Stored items
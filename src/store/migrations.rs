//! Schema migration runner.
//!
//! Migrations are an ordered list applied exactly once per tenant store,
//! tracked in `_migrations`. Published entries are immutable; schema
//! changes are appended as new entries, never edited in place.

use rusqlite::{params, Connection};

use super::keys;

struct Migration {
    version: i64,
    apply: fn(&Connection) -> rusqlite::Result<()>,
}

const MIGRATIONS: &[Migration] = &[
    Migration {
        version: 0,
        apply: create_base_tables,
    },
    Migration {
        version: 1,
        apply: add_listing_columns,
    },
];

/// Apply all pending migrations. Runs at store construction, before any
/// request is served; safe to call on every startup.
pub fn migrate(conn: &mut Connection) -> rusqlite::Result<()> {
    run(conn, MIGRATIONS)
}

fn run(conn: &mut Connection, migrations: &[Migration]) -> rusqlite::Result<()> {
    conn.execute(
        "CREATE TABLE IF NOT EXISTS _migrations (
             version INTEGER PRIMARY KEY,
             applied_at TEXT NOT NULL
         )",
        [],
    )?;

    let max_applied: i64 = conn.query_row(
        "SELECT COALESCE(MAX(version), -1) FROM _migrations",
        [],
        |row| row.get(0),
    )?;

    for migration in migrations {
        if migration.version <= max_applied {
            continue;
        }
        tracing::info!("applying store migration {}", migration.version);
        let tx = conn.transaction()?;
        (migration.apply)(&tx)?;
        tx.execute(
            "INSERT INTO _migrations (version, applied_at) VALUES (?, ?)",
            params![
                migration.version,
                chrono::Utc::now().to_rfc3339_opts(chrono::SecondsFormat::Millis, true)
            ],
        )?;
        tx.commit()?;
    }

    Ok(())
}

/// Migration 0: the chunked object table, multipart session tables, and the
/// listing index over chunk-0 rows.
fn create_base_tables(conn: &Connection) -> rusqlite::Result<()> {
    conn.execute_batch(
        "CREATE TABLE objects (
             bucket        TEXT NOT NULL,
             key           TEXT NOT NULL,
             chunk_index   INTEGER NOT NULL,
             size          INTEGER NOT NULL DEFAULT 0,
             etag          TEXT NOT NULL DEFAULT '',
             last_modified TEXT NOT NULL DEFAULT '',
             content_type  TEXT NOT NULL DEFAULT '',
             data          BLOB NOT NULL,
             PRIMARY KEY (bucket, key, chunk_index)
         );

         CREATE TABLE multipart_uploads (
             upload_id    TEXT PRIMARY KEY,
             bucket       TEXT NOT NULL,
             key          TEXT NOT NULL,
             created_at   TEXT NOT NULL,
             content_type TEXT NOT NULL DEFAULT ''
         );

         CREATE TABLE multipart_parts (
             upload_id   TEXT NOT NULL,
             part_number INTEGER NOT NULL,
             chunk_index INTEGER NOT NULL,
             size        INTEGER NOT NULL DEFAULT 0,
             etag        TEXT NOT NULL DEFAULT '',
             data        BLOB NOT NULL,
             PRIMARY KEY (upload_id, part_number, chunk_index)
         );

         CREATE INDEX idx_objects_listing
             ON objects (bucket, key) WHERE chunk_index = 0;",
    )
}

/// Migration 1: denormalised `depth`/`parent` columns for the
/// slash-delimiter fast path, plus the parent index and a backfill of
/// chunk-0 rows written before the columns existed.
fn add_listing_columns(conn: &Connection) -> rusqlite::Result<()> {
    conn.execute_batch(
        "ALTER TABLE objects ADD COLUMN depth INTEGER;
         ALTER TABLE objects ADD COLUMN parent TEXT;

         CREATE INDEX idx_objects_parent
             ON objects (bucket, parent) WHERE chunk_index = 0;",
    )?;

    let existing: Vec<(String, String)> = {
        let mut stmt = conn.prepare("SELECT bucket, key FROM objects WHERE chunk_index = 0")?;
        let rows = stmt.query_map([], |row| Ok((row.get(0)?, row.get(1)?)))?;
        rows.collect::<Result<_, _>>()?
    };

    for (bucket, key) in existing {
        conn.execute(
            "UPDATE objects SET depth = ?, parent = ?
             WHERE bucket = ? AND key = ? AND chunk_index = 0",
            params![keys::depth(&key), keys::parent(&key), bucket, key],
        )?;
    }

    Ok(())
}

▶ _What this task involves_: Every single line of the data above must be set down again exactly.

▶ _Your response_:
filename src/store/migrations.rs
//! Schema migration runner.
//!
//! Migrations are an ordered list applied exactly once per tenant store,
//! tracked in `_migrations`. Published entries are immutable; schema
//! changes are appended as new entries, never edited in place.

use rusqlite::{params, Connection};

use super::keys;

struct Migration {
    version: i64,
    apply: fn(&Connection) -> rusqlite::Result<()>,
}

const MIGRATIONS: &[Migration] = &[
    Migration {
        version: 0,
        apply: create_base_tables,
    },
    Migration {
        version: 1,
        apply: add_listing_columns,
    },
];

/// Apply all pending migrations. Runs at store construction, before any
/// request is served; safe to call on every startup.
pub fn migrate(conn: &mut Connection) -> rusqlite::Result<()> {
    run(conn, MIGRATIONS)
}

fn run(conn: &mut Connection, migrations: &[Migration]) -> rusqlite::Result<()> {
    conn.execute(
        "CREATE TABLE IF NOT EXISTS _migrations (
             version INTEGER PRIMARY KEY,
             applied_at TEXT NOT NULL
         )",
        [],
    )?;

    let max_applied: i64 = conn.query_row(
        "SELECT COALESCE(MAX(version), -1) FROM _migrations",
        [],
        |row| row.get(0),
    )?;

    for migration in migrations {
        if migration.version <= max_applied {
            continue;
        }
        tracing::info!("applying store migration {}", migration.version);
        let tx = conn.transaction()?;
        (migration.apply)(&tx)?;
        tx.execute(
            "INSERT INTO _migrations (version, applied_at) VALUES (?, ?)",
            params![
                migration.version,
                chrono::Utc::now().to_rfc3339_opts(chrono::SecondsFormat::Millis, true)
            ],
        )?;
        tx.commit()?;
    }

    Ok(())
}

/// Migration 0: the chunked object table, multipart session tables, and the
/// listing index over chunk-0 rows.
fn create_base_tables(conn: &Connection) -> rusqlite::Result<()> {
    conn.execute_batch(
        "CREATE TABLE objects (
             bucket        TEXT NOT NULL,
             key           TEXT NOT NULL,
             chunk_index   INTEGER NOT NULL,
             size          INTEGER NOT NULL DEFAULT 0,
             etag          TEXT NOT NULL DEFAULT '',
             last_modified TEXT NOT NULL DEFAULT '',
             content_type  TEXT NOT NULL DEFAULT '',
             data          BLOB NOT NULL,
             PRIMARY KEY (bucket, key, chunk_index)
         );

         CREATE TABLE multipart_uploads (
             upload_id    TEXT PRIMARY KEY,
             bucket       TEXT NOT NULL,
             key          TEXT NOT NULL,
             created_at   TEXT NOT NULL,
             content_type TEXT NOT NULL DEFAULT ''
         );

         CREATE TABLE multipart_parts (
             upload_id   TEXT NOT NULL,
             part_number INTEGER NOT NULL,
             chunk_index INTEGER NOT NULL,
             size        INTEGER NOT NULL DEFAULT 0,
             etag        TEXT NOT NULL DEFAULT '',
             data        BLOB NOT NULL,
             PRIMARY KEY (upload_id, part_number, chunk_index)
         );

         CREATE INDEX idx_objects_listing
             ON objects (bucket, key) WHERE chunk_index = 0;",
    )
}

/// Migration 1: denormalised `depth`/`parent` columns for the
/// slash-delimiter fast path, plus the parent index and a backfill of
/// chunk-0 rows written before the columns existed.
fn add_listing_columns(conn: &Connection) -> rusqlite::Result<()> {
    conn.execute_batch(
        "ALTER TABLE objects ADD COLUMN depth INTEGER;
         ALTER TABLE objects ADD COLUMN parent TEXT;

         CREATE INDEX idx_objects_parent
             ON objects (bucket, parent) WHERE chunk_index = 0;",
    )?;

    let existing: Vec<(String, String)> = {
        let mut stmt = conn.prepare("SELECT bucket, key FROM objects WHERE chunk_index = 0")?;
        let rows = stmt.query_map([], |row| Ok((row.get(0)?, row.get(1)?)))?;
        rows.collect::<Result<_, _>>()?
    };

    for (bucket, key) in existing {
        conn.execute(
            "UPDATE objects SET depth = ?, parent = ?
             WHERE bucket = ? AND key = ? AND chunk_index = 0",
            params![keys::depth(&key), keys::parent(&key), bucket, key],
        )?;
    }

    Ok(())
}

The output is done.